A dictionary of tokenized inputs, including ‘input_ids’, ‘attention_mask’,

and ‘labels’ (tensor of sequence-level labels).

Raises:

Exception – If the input instance format is unknown or if a dictionary instance does not contain a ‘label’ or ‘labels’ key, or if the label is not an integer.

class omnigenbench.src.dataset.omni_dataset.OmniDatasetForSequenceRegression(dataset_name_or_path, tokenizer, max_length=None, **kwargs)[source]

Bases: OmniDataset

Dataset class for sequence regression tasks in genomics.

This class extends OmniDataset to prepare input sequences and their corresponding sequence-level regression targets. It’s designed for tasks where the entire sequence needs to be assigned a continuous value.

Variables:

metadata – Dictionary containing dataset metadata including library information

prepare_input(instance, **kwargs)[source]

Prepare a single data instance for sequence regression.

This method handles both string sequences and dictionary instances containing sequence and regression target information. It tokenizes the input sequence and prepares sequence-level regression targets.

Parameters:
  • instance – A single data instance.
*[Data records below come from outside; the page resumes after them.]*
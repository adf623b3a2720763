//! # ShapeForge
//!
//! Editing core for a 2D vector drawing tool.
//!
//! ## Architecture
//!
//! ShapeForge is organized as a workspace with multiple crates:
//!
//! 1. **shapeforge-core** - Shape model, measurements, JSON document codec
//! 2. **shapeforge-settings** - Grid, handle and gesture configuration
//! 3. **shapeforge-editor** - Items, handles, drawing tools, undo/redo, scene
//! 4. **shapeforge** - Command line front end and logging setup

pub mod report;

pub use shapeforge_core as shapes;
pub use shapeforge_editor as editor;
pub use shapeforge_settings as settings;

pub use shapeforge_core::{Document, Shape, ShapeKind};
pub use shapeforge_editor::{Scene, SceneEvent};
pub use shapeforge_settings::EditorConfig;

/// Library version
pub const VERSION: &str = env!("CARGO_PKG_VERSION");

/// Build date (set at compile time)
pub const BUILD_DATE: &str = env!("BUILD_DATE");

/// Initialize logging
///
/// Log records go to stderr so command output on stdout stays clean.
/// `RUST_LOG` overrides the default `info` level; `json` switches to one
/// JSON object per line.
pub fn init_logging(json: bool) -> anyhow::Result<()> {
    use tracing_subscriber::fmt;
    use tracing_subscriber::prelude::*;
    use tracing_subscriber::EnvFilter;

    let env_filter =
        EnvFilter::try_from_default_env().unwrap_or_else(|_| EnvFilter::new("info"));

    if json {
        let fmt_layer = fmt::layer()
            .json()
            .with_writer(std::io::stderr)
            .with_target(true)
            .with_current_span(false);
        tracing_subscriber::registry()
            .with(env_filter)
            .with(fmt_layer)
            .try_init()?;
    } else {
        let fmt_layer = fmt::layer()
            .with_writer(std::io::stderr)
            .with_target(true)
            .with_level(true)
            .with_line_number(true);
        tracing_subscriber::registry()
            .with(env_filter)
            .with(fmt_layer)
            .try_init()?;
    }

    Ok(())
}
//! Linear undo/redo history.
//!
//! Two ways in: [`UndoStack::push`] applies the command and records it;
//! [`UndoStack::record`] stores a command whose effect the caller already
//! committed (interactive gestures mutate as they go and record on release).

use crate::commands::UndoCommand;
use crate::context::InteractionContext;
use crate::store::ItemStore;

#[derive(Debug, Clone, Default)]
pub struct UndoStack {
    undo_stack: Vec<UndoCommand>,
    redo_stack: Vec<UndoCommand>,
    limit: Option<usize>,
    clean_index: Option<usize>,
}

impl UndoStack {
    pub fn new() -> Self {
        Self {
            clean_index: Some(0),
            ..Self::default()
        }
    }

    /// Keeps at most `limit` undo steps, dropping the oldest.
    pub fn with_limit(limit: usize) -> Self {
        Self {
            limit: Some(limit),
            ..Self::new()
        }
    }

    pub fn push(&mut self, cmd: UndoCommand, store: &mut ItemStore, ctx: &InteractionContext) {
        cmd.apply(store, ctx);
        self.record(cmd);
    }

    pub fn record(&mut self, cmd: UndoCommand) {
        tracing::debug!(command = %cmd.text(), "Recording undo step");
        self.redo_stack.clear();
        if self.clean_index.is_some_and(|i| i > self.undo_stack.len()) {
            self.clean_index = None;
        }
        self.undo_stack.push(cmd);

        if let Some(limit) = self.limit {
            while self.undo_stack.len() > limit {
                self.undo_stack.remove(0);
                self.clean_index = self.clean_index.and_then(|i| i.checked_sub(1));
            }
        }
    }

    /// Reverts the latest step. Returns false when there is nothing to undo.
    pub fn undo(&mut self, store: &mut ItemStore, ctx: &InteractionContext) -> bool {
        let Some(cmd) = self.undo_stack.pop() else {
            return false;
        };
        cmd.undo(store, ctx);
        self.redo_stack.push(cmd);
        true
    }

    pub fn redo(&mut self, store: &mut ItemStore, ctx: &InteractionContext) -> bool {
        let Some(cmd) = self.redo_stack.pop() else {
            return false;
        };
        cmd.apply(store, ctx);
        self.undo_stack.push(cmd);
        true
    }

    pub fn can_undo(&self) -> bool {
        !self.undo_stack.is_empty()
    }

    pub fn can_redo(&self) -> bool {
        !self.redo_stack.is_empty()
    }

    pub fn undo_text(&self) -> Option<String> {
        self.undo_stack.last().map(UndoCommand::text)
    }

    pub fn redo_text(&self) -> Option<String> {
        self.redo_stack.last().map(UndoCommand::text)
    }

    pub fn undo_len(&self) -> usize {
        self.undo_stack.len()
    }

    pub fn redo_len(&self) -> usize {
        self.redo_stack.len()
    }

    pub fn clear(&mut self) {
        self.undo_stack.clear();
        self.redo_stack.clear();
        self.clean_index = Some(0);
    }

    /// True when the history sits where [`UndoStack::set_clean`] was last
    /// called (or where it started).
    pub fn is_clean(&self) -> bool {
        self.clean_index == Some(self.undo_stack.len())
    }

    pub fn set_clean(&mut self) {
        self.clean_index = Some(self.undo_stack.len());
    }
}
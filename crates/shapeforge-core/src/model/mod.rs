//! Shape model: the closed set of drawable geometries plus the common
//! name/style/transform envelope.

use serde::de::DeserializeOwned;
use serde_json::Value;
use std::fmt;
use std::str::FromStr;

use crate::geometry::{Color, Pen, Point, Rect, Transform};

mod circle;
mod ellipse;
mod line_segment;
mod polygon;
mod polyline;
mod rectangle;
mod triangle;

pub use circle::Circle;
pub use ellipse::Ellipse;
pub use line_segment::LineSegment;
pub use polygon::Polygon;
pub use polyline::Polyline;
pub use rectangle::Rectangle;
pub use triangle::Triangle;

/// Type tag of a shape, as written to the `type` field of a record.
#[derive(Debug, Clone, Copy, PartialEq, Eq, Hash)]
pub enum ShapeKind {
    LineSegment,
    Rectangle,
    Circle,
    Ellipse,
    Triangle,
    Polygon,
    Polyline,
}

impl ShapeKind {
    pub const ALL: [ShapeKind; 7] = [
        ShapeKind::LineSegment,
        ShapeKind::Rectangle,
        ShapeKind::Circle,
        ShapeKind::Ellipse,
        ShapeKind::Triangle,
        ShapeKind::Polygon,
        ShapeKind::Polyline,
    ];

    pub fn as_str(&self) -> &'static str {
        match self {
            ShapeKind::LineSegment => "LineSegment",
            ShapeKind::Rectangle => "Rectangle",
            ShapeKind::Circle => "Circle",
            ShapeKind::Ellipse => "Ellipse",
            ShapeKind::Triangle => "Triangle",
            ShapeKind::Polygon => "Polygon",
            ShapeKind::Polyline => "Polyline",
        }
    }
}

impl fmt::Display for ShapeKind {
    fn fmt(&self, f: &mut fmt::Formatter<'_>) -> fmt::Result {
        f.write_str(self.as_str())
    }
}

impl FromStr for ShapeKind {
    type Err = crate::error::CodecError;

    fn from_str(s: &str) -> Result<Self, Self::Err> {
        ShapeKind::ALL
            .into_iter()
            .find(|k| k.as_str() == s)
            .ok_or_else(|| crate::error::CodecError::UnknownType(s.to_string()))
    }
}

/// Behaviour every concrete geometry provides.
pub trait ShapeGeometry {
    const KIND: ShapeKind;

    /// Untransformed extent, always normalized.
    fn local_bounds(&self) -> Rect;

    /// Type-specific `geom` payload.
    fn to_geom(&self) -> Value;

    /// Builds the geometry from a `geom` payload. Missing numbers read as 0.
    fn from_geom(value: &Value) -> Result<Self, serde_json::Error>
    where
        Self: Sized;
}

/// Open vertex chains.
pub trait LineShape {
    fn vertices(&self) -> Vec<Point>;

    fn vertex_count(&self) -> usize {
        self.vertices().len()
    }

    /// Sum of segment lengths, without closing the chain.
    fn length(&self) -> f64 {
        self.vertices()
            .windows(2)
            .map(|w| w[0].distance_to(&w[1]))
            .sum()
    }
}

/// Closed shapes with a measurable interior.
pub trait AreaShape {
    fn area(&self) -> f64;
    fn perimeter(&self) -> f64;
}

/// `geom` payload shared by polygons and polylines.
#[derive(Default, serde::Deserialize)]
#[serde(default)]
pub(crate) struct PointList {
    pub points: Vec<Point>,
}

pub(crate) fn decode_geom<T: DeserializeOwned + Default>(value: &Value) -> Result<T, serde_json::Error> {
    if value.is_null() {
        return Ok(T::default());
    }
    serde_json::from_value(value.clone())
}

/// Shoelace area of a closed loop.
pub(crate) fn loop_area(points: &[Point]) -> f64 {
    if points.len() < 3 {
        return 0.0;
    }
    let n = points.len();
    let sum: f64 = (0..n)
        .map(|i| {
            let a = points[i];
            let b = points[(i + 1) % n];
            a.x * b.y - b.x * a.y
        })
        .sum();
    sum.abs() * 0.5
}

/// Perimeter of a closed loop, wrapping last to first.
pub(crate) fn loop_perimeter(points: &[Point]) -> f64 {
    if points.len() < 2 {
        return 0.0;
    }
    let n = points.len();
    (0..n)
        .map(|i| points[i].distance_to(&points[(i + 1) % n]))
        .sum()
}

/// Geometry payload of a shape.
#[derive(Debug, Clone, PartialEq)]
pub enum Geometry {
    LineSegment(LineSegment),
    Rectangle(Rectangle),
    Circle(Circle),
    Ellipse(Ellipse),
    Triangle(Triangle),
    Polygon(Polygon),
    Polyline(Polyline),
}

impl Geometry {
    pub fn kind(&self) -> ShapeKind {
        match self {
            Geometry::LineSegment(_) => LineSegment::KIND,
            Geometry::Rectangle(_) => Rectangle::KIND,
            Geometry::Circle(_) => Circle::KIND,
            Geometry::Ellipse(_) => Ellipse::KIND,
            Geometry::Triangle(_) => Triangle::KIND,
            Geometry::Polygon(_) => Polygon::KIND,
            Geometry::Polyline(_) => Polyline::KIND,
        }
    }

    pub fn local_bounds(&self) -> Rect {
        match self {
            Geometry::LineSegment(g) => g.local_bounds(),
            Geometry::Rectangle(g) => g.local_bounds(),
            Geometry::Circle(g) => g.local_bounds(),
            Geometry::Ellipse(g) => g.local_bounds(),
            Geometry::Triangle(g) => g.local_bounds(),
            Geometry::Polygon(g) => g.local_bounds(),
            Geometry::Polyline(g) => g.local_bounds(),
        }
    }

    pub fn to_geom(&self) -> Value {
        match self {
            Geometry::LineSegment(g) => g.to_geom(),
            Geometry::Rectangle(g) => g.to_geom(),
            Geometry::Circle(g) => g.to_geom(),
            Geometry::Ellipse(g) => g.to_geom(),
            Geometry::Triangle(g) => g.to_geom(),
            Geometry::Polygon(g) => g.to_geom(),
            Geometry::Polyline(g) => g.to_geom(),
        }
    }

    pub fn from_geom(kind: ShapeKind, value: &Value) -> Result<Self, serde_json::Error> {
        Ok(match kind {
            ShapeKind::LineSegment => Geometry::LineSegment(LineSegment::from_geom(value)?),
            ShapeKind::Rectangle => Geometry::Rectangle(Rectangle::from_geom(value)?),
            ShapeKind::Circle => Geometry::Circle(Circle::from_geom(value)?),
            ShapeKind::Ellipse => Geometry::Ellipse(Ellipse::from_geom(value)?),
            ShapeKind::Triangle => Geometry::Triangle(Triangle::from_geom(value)?),
            ShapeKind::Polygon => Geometry::Polygon(Polygon::from_geom(value)?),
            ShapeKind::Polyline => Geometry::Polyline(Polyline::from_geom(value)?),
        })
    }

    pub fn as_line(&self) -> Option<&dyn LineShape> {
        match self {
            Geometry::LineSegment(g) => Some(g),
            Geometry::Polyline(g) => Some(g),
            Geometry::Rectangle(_)
            | Geometry::Circle(_)
            | Geometry::Ellipse(_)
            | Geometry::Triangle(_)
            | Geometry::Polygon(_) => None,
        }
    }

    pub fn as_area(&self) -> Option<&dyn AreaShape> {
        match self {
            Geometry::Rectangle(g) => Some(g),
            Geometry::Circle(g) => Some(g),
            Geometry::Ellipse(g) => Some(g),
            Geometry::Triangle(g) => Some(g),
            Geometry::Polygon(g) => Some(g),
            Geometry::LineSegment(_) | Geometry::Polyline(_) => None,
        }
    }
}

/// One drawable entity: geometry in local coordinates plus name, style and
/// pose.
#[derive(Debug, Clone, PartialEq)]
pub struct Shape {
    pub name: String,
    pub color: Color,
    pub pen: Pen,
    transform: Transform,
    geometry: Geometry,
}

impl Shape {
    pub fn new(geometry: Geometry) -> Self {
        Self {
            name: String::new(),
            color: Color::BLACK,
            pen: Pen::default(),
            transform: Transform::default(),
            geometry,
        }
    }

    pub fn line_segment(p1: Point, p2: Point) -> Self {
        Self::new(Geometry::LineSegment(LineSegment::new(p1, p2)))
    }

    pub fn rectangle(rect: Rect) -> Self {
        Self::new(Geometry::Rectangle(Rectangle::new(rect)))
    }

    pub fn circle(center: Point, radius: f64) -> Self {
        Self::new(Geometry::Circle(Circle::new(center, radius)))
    }

    pub fn ellipse(center: Point, rx: f64, ry: f64) -> Self {
        Self::new(Geometry::Ellipse(Ellipse::new(center, rx, ry)))
    }

    pub fn triangle(a: Point, b: Point, c: Point) -> Self {
        Self::new(Geometry::Triangle(Triangle::new(a, b, c)))
    }

    pub fn polygon(points: Vec<Point>) -> Self {
        Self::new(Geometry::Polygon(Polygon::new(points)))
    }

    pub fn polyline(points: Vec<Point>) -> Self {
        Self::new(Geometry::Polyline(Polyline::new(points)))
    }

    pub fn with_name(mut self, name: impl Into<String>) -> Self {
        self.name = name.into();
        self
    }

    pub fn kind(&self) -> ShapeKind {
        self.geometry.kind()
    }

    pub fn type_name(&self) -> &'static str {
        self.kind().as_str()
    }

    pub fn geometry(&self) -> &Geometry {
        &self.geometry
    }

    pub fn geometry_mut(&mut self) -> &mut Geometry {
        &mut self.geometry
    }

    pub fn transform(&self) -> &Transform {
        &self.transform
    }

    pub fn set_transform(&mut self, transform: Transform) {
        self.transform = transform;
    }

    pub fn move_by(&mut self, dx: f64, dy: f64) {
        self.transform.tx += dx;
        self.transform.ty += dy;
    }

    /// Sets the translation, keeping rotation.
    pub fn move_to(&mut self, x: f64, y: f64) {
        self.transform.tx = x;
        self.transform.ty = y;
    }

    /// Adds `angle_deg` to the current rotation.
    pub fn rotate(&mut self, angle_deg: f64) {
        self.transform.rotation_deg += angle_deg;
    }

    pub fn set_rotation_degrees(&mut self, deg: f64) {
        self.transform.rotation_deg = deg;
    }

    pub fn rotation_degrees(&self) -> f64 {
        self.transform.rotation_deg
    }

    pub fn local_bounds(&self) -> Rect {
        self.geometry.local_bounds()
    }

    /// Rotation pivot in local coordinates: the centre of the local bounds.
    pub fn pivot(&self) -> Point {
        self.local_bounds().center()
    }

    pub fn map_to_scene(&self, local: Point) -> Point {
        self.transform.map_point(local, self.pivot())
    }

    /// Local extent mapped through the current pose.
    pub fn bounding_box(&self) -> Rect {
        self.transform.map_rect(&self.local_bounds(), self.pivot())
    }

    /// Line length, or perimeter for area shapes.
    pub fn length(&self) -> f64 {
        if let Some(line) = self.geometry.as_line() {
            return line.length();
        }
        self.perimeter().unwrap_or(0.0)
    }

    pub fn area(&self) -> Option<f64> {
        self.geometry.as_area().map(|a| a.area())
    }

    pub fn perimeter(&self) -> Option<f64> {
        self.geometry.as_area().map(|a| a.perimeter())
    }

    pub fn vertices(&self) -> Option<Vec<Point>> {
        self.geometry.as_line().map(|l| l.vertices())
    }
}

#[cfg(test)]
mod tests {
    use super::*;

    #[test]
    fn test_kind_round_trip() {
        for kind in ShapeKind::ALL {
            assert_eq!(kind.as_str().parse::<ShapeKind>().ok(), Some(kind));
        }
        assert!("Bogus".parse::<ShapeKind>().is_err());
    }

    #[test]
    fn test_move_keeps_rotation() {
        let mut s = Shape::rectangle(Rect::new(0.0, 0.0, 10.0, 10.0));
        s.set_rotation_degrees(30.0);
        s.move_to(5.0, 6.0);
        s.move_by(1.0, 1.0);
        assert_eq!(s.transform().translation(), Point::new(6.0, 7.0));
        assert_eq!(s.rotation_degrees(), 30.0);
        s.rotate(15.0);
        assert_eq!(s.rotation_degrees(), 45.0);
    }

    #[test]
    fn test_bounding_box_follows_pose() {
        let mut s = Shape::rectangle(Rect::new(0.0, 0.0, 10.0, 20.0));
        s.move_to(100.0, 50.0);
        assert_eq!(s.bounding_box(), Rect::new(100.0, 50.0, 10.0, 20.0));

        s.set_rotation_degrees(90.0);
        let bb = s.bounding_box();
        assert!((bb.width - 20.0).abs() < 1e-9);
        assert!((bb.height - 10.0).abs() < 1e-9);
        assert!(bb.center().approx_eq(&Point::new(105.0, 60.0), 1e-9));
    }

    #[test]
    fn test_length_dispatch() {
        let line = Shape::line_segment(Point::new(0.0, 0.0), Point::new(3.0, 4.0));
        assert_eq!(line.length(), 5.0);
        assert!(line.area().is_none());
        assert_eq!(line.vertices().map(|v| v.len()), Some(2));

        let rect = Shape::rectangle(Rect::new(0.0, 0.0, 10.0, 20.0));
        assert_eq!(rect.length(), 60.0);
        assert!(rect.vertices().is_none());
    }
}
Can be a string representing the sequence or a dictionary with ‘seq’/’sequence’ and ‘labels’/’label’ keys.

  • **kwargs – Additional keyword arguments for tokenization, such as ‘padding’ and ‘truncation’.

Returns:

dict

A dictionary of tokenized inputs, including ‘input_ids’, ‘attention_mask’,

and ‘labels’ (tensor of sequence-level regression targets).

Raises:

Exception – If the input instance format is unknown or if a dictionary instance does not contain a ‘label’ or ‘labels’ key.

class omnigenbench.src.dataset.omni_dataset.OmniDatasetForTokenClassification(dataset_name_or_path, tokenizer, max_length=None, **kwargs)[source]

Bases: OmniDataset

Dataset class for token-level classification tasks in genomics.
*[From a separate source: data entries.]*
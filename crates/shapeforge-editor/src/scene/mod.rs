//! Scene: the editing session the UI talks to.
//!
//! Owns the items, the selection, the optional undo history, the active
//! creation tool and any drag in progress, and queues [`SceneEvent`]s for the
//! embedding UI. The implementation is split by concern:
//! - `input`: pointer and keyboard gestures
//! - `selection`: hit testing and selection changes
//! - `shapes`: adding, deleting, undo and redo
//! - `properties`: the property sheet of the active shape
//! - `file_io`: save, load and new document

mod file_io;
mod input;
mod properties;
mod selection;
mod shapes;

pub use input::{Key, Modifiers};
pub use properties::PropertySheet;

use shapeforge_core::{Point, Rect};
use shapeforge_settings::EditorConfig;

use crate::context::InteractionContext;
use crate::events::SceneEvent;
use crate::handles::HandleDrag;
use crate::history::UndoStack;
use crate::item::{ItemId, ShapeItem};
use crate::store::ItemStore;
use crate::tools::{DrawingMode, Preview, ToolState};

/// Items being dragged together, with their positions at press time.
#[derive(Debug, Clone, PartialEq)]
pub(crate) struct MoveGesture {
    press: Point,
    starts: Vec<(ItemId, Point)>,
}

#[derive(Debug, Clone)]
pub struct Scene {
    items: ItemStore,
    undo: Option<UndoStack>,
    tools: ToolState,
    ctx: InteractionContext,
    handle_drag: Option<HandleDrag>,
    move_gesture: Option<MoveGesture>,
    last_selection: Vec<ItemId>,
    preview_extent: Option<Rect>,
    events: Vec<SceneEvent>,
}

impl Default for Scene {
    fn default() -> Self {
        Self::new(&EditorConfig::default())
    }
}

impl Scene {
    /// Creates an empty scene with an undo history attached.
    pub fn new(config: &EditorConfig) -> Self {
        Self {
            items: ItemStore::new(),
            undo: Some(UndoStack::new()),
            tools: ToolState::new(),
            ctx: InteractionContext::from_config(config),
            handle_drag: None,
            move_gesture: None,
            last_selection: Vec::new(),
            preview_extent: None,
            events: Vec::new(),
        }
    }

    /// Attaches or detaches the undo history. Without one, edits apply
    /// directly and cannot be undone.
    pub fn set_undo_stack(&mut self, stack: Option<UndoStack>) {
        self.undo = stack;
    }

    pub fn undo_stack(&self) -> Option<&UndoStack> {
        self.undo.as_ref()
    }

    pub fn context(&self) -> &InteractionContext {
        &self.ctx
    }

    pub fn items(&self) -> impl DoubleEndedIterator<Item = &ShapeItem> {
        self.items.iter()
    }

    pub fn item(&self, id: ItemId) -> Option<&ShapeItem> {
        self.items.get(id)
    }

    pub fn len(&self) -> usize {
        self.items.len()
    }

    pub fn is_empty(&self) -> bool {
        self.items.is_empty()
    }

    pub fn mode(&self) -> DrawingMode {
        self.tools.mode()
    }

    /// Outline of the shape under construction.
    pub fn preview(&self) -> Option<&Preview> {
        self.tools.preview()
    }

    pub fn handle_drag(&self) -> Option<&HandleDrag> {
        self.handle_drag.as_ref()
    }

    pub fn set_mode(&mut self, mode: DrawingMode) {
        self.cancel_gestures();
        if self.tools.set_mode(mode) {
            tracing::debug!(?mode, "Drawing mode changed");
            self.events.push(SceneEvent::ModeChanged(mode));
            self.status(format!("Mode: {}", mode.label()));
        }
        self.refresh_preview();
    }

    pub fn set_show_grid(&mut self, show: bool) {
        self.ctx.grid.show = show;
    }

    pub fn set_snap_to_grid(&mut self, snap: bool) {
        self.ctx.grid.snap = snap;
    }

    /// Non-positive sizes are kept but snap as a unit grid.
    pub fn set_grid_size(&mut self, size: f64) {
        self.ctx.grid.size = size;
    }

    /// Screen pixels per scene unit; keeps handles a fixed size on screen.
    pub fn set_view_scale(&mut self, scale: f64) {
        self.ctx.view_scale = scale;
    }

    pub fn snap_point(&self, p: Point) -> Point {
        self.ctx.snap_point(p)
    }

    /// Drains queued notifications, adding one repaint for everything the
    /// items touched since the last call.
    pub fn take_events(&mut self) -> Vec<SceneEvent> {
        if let Some(region) = self.items.take_dirty() {
            self.events.push(SceneEvent::Repaint(region));
        }
        std::mem::take(&mut self.events)
    }

    pub(crate) fn status(&mut self, message: impl Into<String>) {
        self.events.push(SceneEvent::Status(message.into()));
    }

    /// Queues a repaint covering the old and new preview outline.
    pub(crate) fn refresh_preview(&mut self) {
        let current = self.tools.preview().map(Preview::bounds);
        let region = match (self.preview_extent, current) {
            (Some(a), Some(b)) => Some(a.united(&b)),
            (a, b) => a.or(b),
        };
        self.preview_extent = current;
        if let Some(r) = region {
            self.events.push(SceneEvent::Repaint(r.padded(1.0)));
        }
    }
}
This class extends OmniDataset to support tokenizing genomic sequences and aligning them with token-level labels for tasks like sequence tagging.

Variables:
  • metadata (dict) – Dataset metadata including library name, version, and task type.

  • label2id (dict) – Mapping from label strings to integer IDs used for training.

prepare_input(instance, **kwargs)[source]

Prepare a single data instance for token classification.

This method handles both string sequences and dictionary instances containing sequence and label information. It tokenizes the input sequence and prepares token-level labels for classification.

Parameters:
  • instance – A single data instance. Can be a string representing the sequence or a dictionary with ‘seq’/’sequence’ and ‘labels’/’label’ keys.

  • **kwargs – Additional keyword arguments for tokenization, such as ‘padding’ and ‘truncation’.

Returns:

dict

A dictionary of tokenized inputs, including ‘input_ids’, ‘attention_mask’,

and ‘labels’ (tensor of token-level labels).

Raises:

Exception – If the input instance format is unknown or if a dictionary instance does not contain a ‘seq’ or ‘sequence’ key.

class omnigenbench.src.dataset.omni_dataset.OmniDatasetForTokenRegression(dataset_name_or_path, tokenizer, max_length=None, **kwargs)[source]

Bases: OmniDataset

Dataset class for token regression tasks in genomics.

This class extends OmniDataset to prepare input sequences and their corresponding token-level regression targets. It’s designed for tasks where each token in a sequence needs to be assigned a continuous value.

Variables:

metadata – Dictionary containing dataset metadata including library information

prepare_input(instance, **kwargs)[source]

Prepare a single data instance for token regression.

This method handles both string sequences and dictionary instances containing sequence and regression target information. It tokenizes the input sequence and prepares token-level regression targets.

Parameters:
  • instance – A single data instance. Can be a string representing the sequence or a dictionary with ‘seq’/’sequence’ and ‘labels’/’label’ keys.

  • **kwargs – Additional keyword arguments for tokenization, such as ‘padding’ and ‘truncation’.

Returns:

dict

A dictionary of tokenized inputs, including ‘input_ids’, ‘attention_mask’,

and ‘labels’ (tensor of token-level regression targets).

Raises:

Exception – If the input instance format is unknown or if a dictionary instance does not contain a ‘seq’ or ‘sequence’ key.